10. Jahitan Tenggelam Absorbable
· Jahitan tenggelam absorbable digunakan sebagai bagian dari lapisan penutup luka dalam dengan tekanan sedang hingga tinggi. Jahitan ini dapat mendukung luka dan menurunkan tekanan pada batas luka, yang menghasilkan perkiraan batas luka yang lebih baik. Jahitan ini juga digunakan untuk menghilangkan ruang mati, atau digunakan untuk membuang jahitan dan memperbaiki jaringan menjadi struktur yang diinginkan.
11. Jahitan Dermal-Subdermal
· Jahitan dermal-subdermal memaksimalkan eversi luka, sehingga jahitan ini akan terletak lebih superfisial dari batas luka.
12. Jahitan Matras Horizontal Tenggelam
· Jahitan matras horizontal tenggelam digunakan untuk mengeliminasi ruang mati, mengurangi ukuran defek atau mengurangi tekanan yang melewati luka.
13. Jahitan Matras Horizontal Kontinu
· Jahitan matras horizontal kontinu digunakan untuk eversi kulit. Jahitan ini bermanfaat pada daerah dengan tendensi tinggi untuk inversi, misalnya pada leher. Jahitan ini juga bermanfaat untuk mengurangi penyebaran scar pada wajah. Jika jahitan dilakukan terlalu kuat, resiko strangulasi jaringan bisa terjadi. Namun, jahitan ini memerlukan lebih banyak waktu. Tehnik ini menghasilkan scar yang lebih halus dan datar jika dibandingkan dengan jahitan kontinu sederhana.
14. Jahitan Subkutikuler Kontinu
· Jahitan subkutikuler kontinu bermanfaat pada daerah dengan tekanan minimal, ruang mati dapat dieliminasi, dan dapat menghasilkan hasil kosmetik yang terbaik seperti yang diinginkan. Oleh karena epidermis dipenetrasi hanya pada awal dan akhir garis jahitan. Jahitan subkutikuler efektif mengeliminasi resiko bekas luka crosshatching (tanda silang).
· Jahitan ini tidak menghasilkan kekuatan luka signifikan, meskipun demikian jahitan ini dapat memperkirakan batas luka. Meskipun demikian, jahitan subkutikuler merupakan jahitan terbaik untuk luka yang tekanannya telah dieliminasi dengan jahitan dalam dan memiliki perkiraan ketebalan yang sama pada batas luka.
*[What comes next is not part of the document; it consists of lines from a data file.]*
pub mod action;
pub mod app;
pub mod cli;
pub mod components;
pub mod config;
pub mod enums;
pub mod layout;
pub mod mode;
pub mod privilege;
pub mod runner;
pub mod scan;
pub mod secret;
pub mod tui;
pub mod utils;

use clap::Parser;
use cli::Cli;
use color_eyre::eyre::Result;

use crate::{
  app::App,
  utils::{initialize_logging, initialize_panic_handler},
};

async fn tokio_main() -> Result<()> {
  initialize_logging()?;

  initialize_panic_handler()?;

  let args = Cli::parse();
  let mut app = App::new(args.tick_rate, args.frame_rate, args.tool, args.direct)?;
  app.run().await?;

  Ok(())
}

#[tokio::main]
async fn main() -> Result<()> {
  if let Err(e) = tokio_main().await {
    eprintln!("{} error: Something went wrong", env!("CARGO_PKG_NAME"));
    Err(e)
  } else {
    Ok(())
  }
}
use color_eyre::eyre::Result;
use ratatui::{prelude::*, widgets::*};
use tokio::sync::mpsc::Sender;

use super::Component;
use crate::{
    action::Action,
    config::DEFAULT_BORDER_STYLE,
    enums::ScanState,
    layout::get_app_layout,
    tui::Frame,
};

const PLACEHOLDER: &str = "Ready to scan. Configure your target and press 's' to start.";
const THROBBER: [&str; 4] = ["|", "/", "-", "\\"];

/// The scan results view: accumulated transcript lines, a status line, and
/// an activity indicator while a session is live.
pub struct Transcript {
    action_tx: Option<Sender<Action>>,
    lines: Vec<String>,
    status: String,
    scan_state: ScanState,
    offset: usize,
    follow: bool,
    viewport: usize,
    throbber_idx: usize,
}

impl Default for Transcript {
    fn default() -> Self {
        Self::new()
    }
}

impl Transcript {
    pub fn new() -> Self {
        Self {
            action_tx: None,
            lines: vec![String::from(PLACEHOLDER)],
            status: ScanState::Idle.to_string(),
            scan_state: ScanState::Idle,
            offset: 0,
            follow: true,
            viewport: 0,
            throbber_idx: 0,
        }
    }

    fn max_offset(&self) -> usize {
        self.lines.len().saturating_sub(self.viewport.max(1))
    }

    fn scroll_page(&mut self, up: bool) {
        let page = self.viewport.max(1);
        if up {
            self.offset = self.offset.saturating_sub(page);
            self.follow = false;
        } else {
            self.offset = (self.offset + page).min(self.max_offset());
            self.follow = self.offset >= self.max_offset();
        }
    }

    fn make_view(&self) -> Paragraph {
        let text: Vec<Line> = self
            .lines
            .iter()
            .map(|l| Line::from(l.as_str()))
            .collect();

        let mut status_title = vec![
            Span::styled("|", Style::default().fg(Color::Yellow)),
            Span::styled(self.status.clone(), Style::default().fg(Color::Green)),
            Span::styled("|", Style::default().fg(Color::Yellow)),
        ];
        if self.scan_state.is_active() {
            status_title.push(Span::styled(
                format!(" {} ", THROBBER[self.throbber_idx % THROBBER.len()]),
                Style::default().fg(Color::Green),
            ));
        }

        let start_hint = if self.scan_state.is_active() {
            Span::styled("s", Style::default().fg(Color::DarkGray))
        } else {
            Span::styled("s", Style::default().add_modifier(Modifier::BOLD).fg(Color::Red))
        };
        let stop_hint = if self.scan_state.is_active() {
            Span::styled("x", Style::default().add_modifier(Modifier::BOLD).fg(Color::Red))
        } else {
            Span::styled("x", Style::default().fg(Color::DarkGray))
        };
        let hint = block::Title::from(Line::from(vec![
            "|".yellow(),
            start_hint,
            "can |".yellow(),
            stop_hint,
            " stop |".yellow(),
            "c".red().bold(),
            "lear |".yellow(),
            "q".red().bold(),
            "uit|".yellow(),
        ]))
        .alignment(Alignment::Right)
        .position(block::Position::Bottom);

        Paragraph::new(text)
            .scroll((self.offset as u16, 0))
            .block(
                Block::default()
                    .title(
                        block::Title::from("|Scan Results|".yellow())
                            .position(block::Position::Top)
                            .alignment(Alignment::Right),
                    )
                    .title(
                        block::Title::from(Line::from(status_title))
                            .position(block::Position::Top)
                            .alignment(Alignment::Left),
                    )
                    .title(hint)
                    .borders(Borders::ALL)
                    .border_type(DEFAULT_BORDER_STYLE)
                    .border_style(Style::default().fg(Color::Rgb(100, 100, 100)))
                    .padding(Padding::new(1, 1, 0, 0)),
            )
    }
}

impl Component for Transcript {
    fn register_action_handler(&mut self, tx: Sender<Action>) -> Result<()> {
        self.action_tx = Some(tx);
        Ok(())
    }

    fn update(&mut self, action: Action) -> Result<Option<Action>> {
        match action {
            Action::Tick => {
                if self.scan_state.is_active() {
                    self.throbber_idx = self.throbber_idx.wrapping_add(1);
                }
            }
            Action::TranscriptLine(line) => {
                self.lines.push(line);
                if self.follow {
                    self.offset = self.max_offset();
                }
            }
            Action::StatusChange(status) => self.status = status,
            Action::ScanStateChanged(state) => self.scan_state = state,
            Action::ClearResults => {
                self.lines = vec![String::from(PLACEHOLDER)];
                self.offset = 0;
                self.follow = true;
            }
            Action::ScrollUp => self.scroll_page(true),
            Action::ScrollDown => self.scroll_page(false),
            _ => {}
        }
        Ok(None)
    }

    fn draw(&mut self, f: &mut Frame<'_>, area: Rect) -> Result<()> {
        let layout = get_app_layout(area);
        let rect = layout.results;
        self.viewport = rect.height.saturating_sub(2) as usize;
        if self.follow {
            self.offset = self.max_offset();
        }

        f.render_widget(self.make_view(), rect);

        let mut scrollbar_state =
            ScrollbarState::new(self.max_offset()).position(self.offset);
        f.render_stateful_widget(
            Scrollbar::new(ScrollbarOrientation::VerticalRight),
            rect.inner(&Margin {
                vertical: 1,
                horizontal: 0,
            }),
            &mut scrollbar_state,
        );
        Ok(())
    }
}

#[cfg(test)]
mod tests {
    use super::*;
    use pretty_assertions::assert_eq;

    #[test]
    fn clear_restores_the_placeholder() {
        let mut view = Transcript::new();
        view.update(Action::TranscriptLine(String::from("a line"))).unwrap();
        view.update(Action::TranscriptLine(String::from("another"))).unwrap();
        assert_eq!(view.lines.len(), 3);

        view.update(Action::ClearResults).unwrap();
        assert_eq!(view.lines, vec![String::from(PLACEHOLDER)]);
        assert_eq!(view.offset, 0);
    }

    #[test]
    fn appended_lines_keep_arrival_order() {
        let mut view = Transcript::new();
        for i in 0..5 {
            view.update(Action::TranscriptLine(format!("line {i}"))).unwrap();
        }
        assert_eq!(view.lines[1..], (0..5).map(|i| format!("line {i}")).collect::<Vec<_>>()[..]);
    }

    #[test]
    fn scrolling_up_stops_following() {
        let mut view = Transcript::new();
        view.viewport = 2;
        for i in 0..10 {
            view.update(Action::TranscriptLine(format!("line {i}"))).unwrap();
        }
        assert!(view.follow);
        assert_eq!(view.offset, view.max_offset());

        view.update(Action::ScrollUp).unwrap();
        assert!(!view.follow);

        view.update(Action::ScrollDown).unwrap();
        assert!(view.follow);
    }
}
use color_eyre::eyre::Result;
use crossterm::event::KeyEvent;
use ratatui::prelude::Rect;
use tokio::sync::mpsc::{self, Receiver, Sender};

use crate::{
    action::Action,
    components::{
        auth::Auth, form::Form, session::Session, title::Title, transcript::Transcript, Component,
    },
    config::Config,
    mode::Mode,
    tui,
};

pub struct App {
    pub config: Config,
    pub tick_rate: f64,
    pub frame_rate: f64,
    pub components: Vec<Box<dyn Component>>,
    pub should_quit: bool,
    pub should_suspend: bool,
    pub mode: Mode,
    pub last_tick_key_events: Vec<KeyEvent>,
    pub action_tx: Sender<Action>,
    pub action_rx: Receiver<Action>,
    pub post_exit_msg: Option<String>,
}

impl App {
    pub fn new(tick_rate: f64, frame_rate: f64, tool: String, direct: bool) -> Result<Self> {
        let title = Title::new();
        let form = Form::new();
        let transcript = Transcript::new();
        let auth = Auth::new();
        let session = Session::new(tool, direct);
        let config = Config::new()?;

        let mode = Mode::Normal;
        // Bounded channel so a stalled consumer cannot exhaust memory.
        let (action_tx, action_rx) = mpsc::channel(1000);

        Ok(Self {
            tick_rate,
            frame_rate,
            components: vec![
                Box::new(title),
                Box::new(form),
                Box::new(transcript),
                Box::new(auth),
                Box::new(session),
            ],
            should_quit: false,
            should_suspend: false,
            config,
            mode,
            last_tick_key_events: Vec::new(),
            action_tx,
            action_rx,
            post_exit_msg: None,
        })
    }

    pub async fn run(&mut self) -> Result<()> {
        let action_tx = &self.action_tx;
        let action_rx = &mut self.action_rx;

        let mut tui = tui::Tui::new()?
            .tick_rate(self.tick_rate)
            .frame_rate(self.frame_rate);
        tui.enter()?;

        for component in self.components.iter_mut() {
            component.register_action_handler(action_tx.clone())?;
        }

        for component in self.components.iter_mut() {
            component.register_config_handler(self.config.clone())?;
        }

        for component in self.components.iter_mut() {
            component.init(tui.size()?)?;
        }

        loop {
            if let Some(e) = tui.next().await {
                match e {
                    tui::Event::Quit => action_tx.try_send(Action::Quit)?,
                    tui::Event::Tick => action_tx.try_send(Action::Tick)?,
                    tui::Event::Render => action_tx.try_send(Action::Render)?,
                    tui::Event::Resize(x, y) => action_tx.try_send(Action::Resize(x, y))?,
                    tui::Event::Key(key) => {
                        if let Some(keymap) = self.config.keybindings.get(&self.mode) {
                            if let Some(action) = keymap.get(&vec![key]) {
                                log::info!("Got action: {action:?}");
                                action_tx.try_send(action.clone())?;
                            } else {
                                // If the key was not handled as a single key action,
                                // then consider it for multi-key combinations.
                                self.last_tick_key_events.push(key);

                                // Check for multi-key combinations
                                if let Some(action) = keymap.get(&self.last_tick_key_events) {
                                    log::info!("Got action: {action:?}");
                                    action_tx.try_send(action.clone())?;
                                }
                            }
                        };
                    }
                    _ => {}
                }
                for component in self.components.iter_mut() {
                    if let Some(action) = component.handle_events(Some(e.clone()))? {
                        action_tx.try_send(action)?;
                    }
                }
            }

            while let Ok(action) = action_rx.try_recv() {
                if action != Action::Tick && action != Action::Render {
                    log::debug!("{action:?}");
                }
                match action {
                    Action::ModeChange(mode) => {
                        self.mode = mode;
                    }

                    Action::Error(ref err_msg) => {
                        self.post_exit_msg = Some(err_msg.to_string());
                        self.should_quit = true;
                    }

                    Action::Tick => {
                        self.last_tick_key_events.drain(..);
                    }
                    Action::Quit => self.should_quit = true,
                    Action::Suspend => self.should_suspend = true,
                    Action::Resume => self.should_suspend = false,
                    Action::Resize(w, h) => {
                        tui.resize(Rect::new(0, 0, w, h))?;
                        tui.draw(|f| {
                            for (idx, component) in self.components.iter_mut().enumerate() {
                                let r = component.draw(f, f.size());
                                if let Err(e) = r {
                                    action_tx
                                        .try_send(Action::Error(format!(
                                            "Failed to render component {} during terminal resize ({}x{}): {:?}",
                                            idx, w, h, e
                                        )))
                                        .unwrap_or_default();
                                }
                            }
                        })?;
                    }
                    Action::Render => {
                        tui.draw(|f| {
                            for (idx, component) in self.components.iter_mut().enumerate() {
                                let r = component.draw(f, f.size());
                                if let Err(e) = r {
                                    action_tx
                                        .try_send(Action::Error(format!(
                                            "Failed to render component {} during frame update: {:?}",
                                            idx, e
                                        )))
                                        .unwrap_or_default();
                                }
                            }
                        })?;
                    }
                    _ => {}
                }
                for component in self.components.iter_mut() {
                    if let Some(action) = component.update(action.clone())? {
                        action_tx.try_send(action)?
                    };
                }
            }
            if self.should_suspend {
                tui.suspend()?;
                action_tx.try_send(Action::Resume)?;
                tui = tui::Tui::new()?
                    .tick_rate(self.tick_rate)
                    .frame_rate(self.frame_rate);
                tui.enter()?;
            } else if self.should_quit {
                log::info!("Application shutting down, stopping any running scan first");

                // Give every component the chance to cancel its work.
                action_tx.try_send(Action::Shutdown)?;
                while let Ok(action) = action_rx.try_recv() {
                    for component in self.components.iter_mut() {
                        if let Some(action) = component.update(action.clone())? {
                            action_tx.try_send(action)?;
                        }
                    }
                }

                for (idx, component) in self.components.iter_mut().enumerate() {
                    if let Err(e) = component.shutdown() {
                        log::error!("Component {} shutdown failed: {:?}", idx, e);
                    }
                }

                tui.stop()?;
                break;
            }
        }
        tui.exit()?;

        if let Some(ref s) = self.post_exit_msg {
            println!("`{}` failed with Error:", env!("CARGO_PKG_NAME"));
            println!("{}", s);
        }

        Ok(())
    }
}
15. Jahitan Subkutaneus Kontinu
· Jahitan subkutaneus digunakan untuk menutup bagian dalam dari defek pembedahan pada tekanan sedang. Jahitan ini digunakan pada area jahitan kulit tenggelam pada luka besar ketika penutupan cepat diinginkan. Kerugian dari jahitan ini adalah resiko kerusakan jahitan dan pembentukan ruang mati di bawah permukaan kulit.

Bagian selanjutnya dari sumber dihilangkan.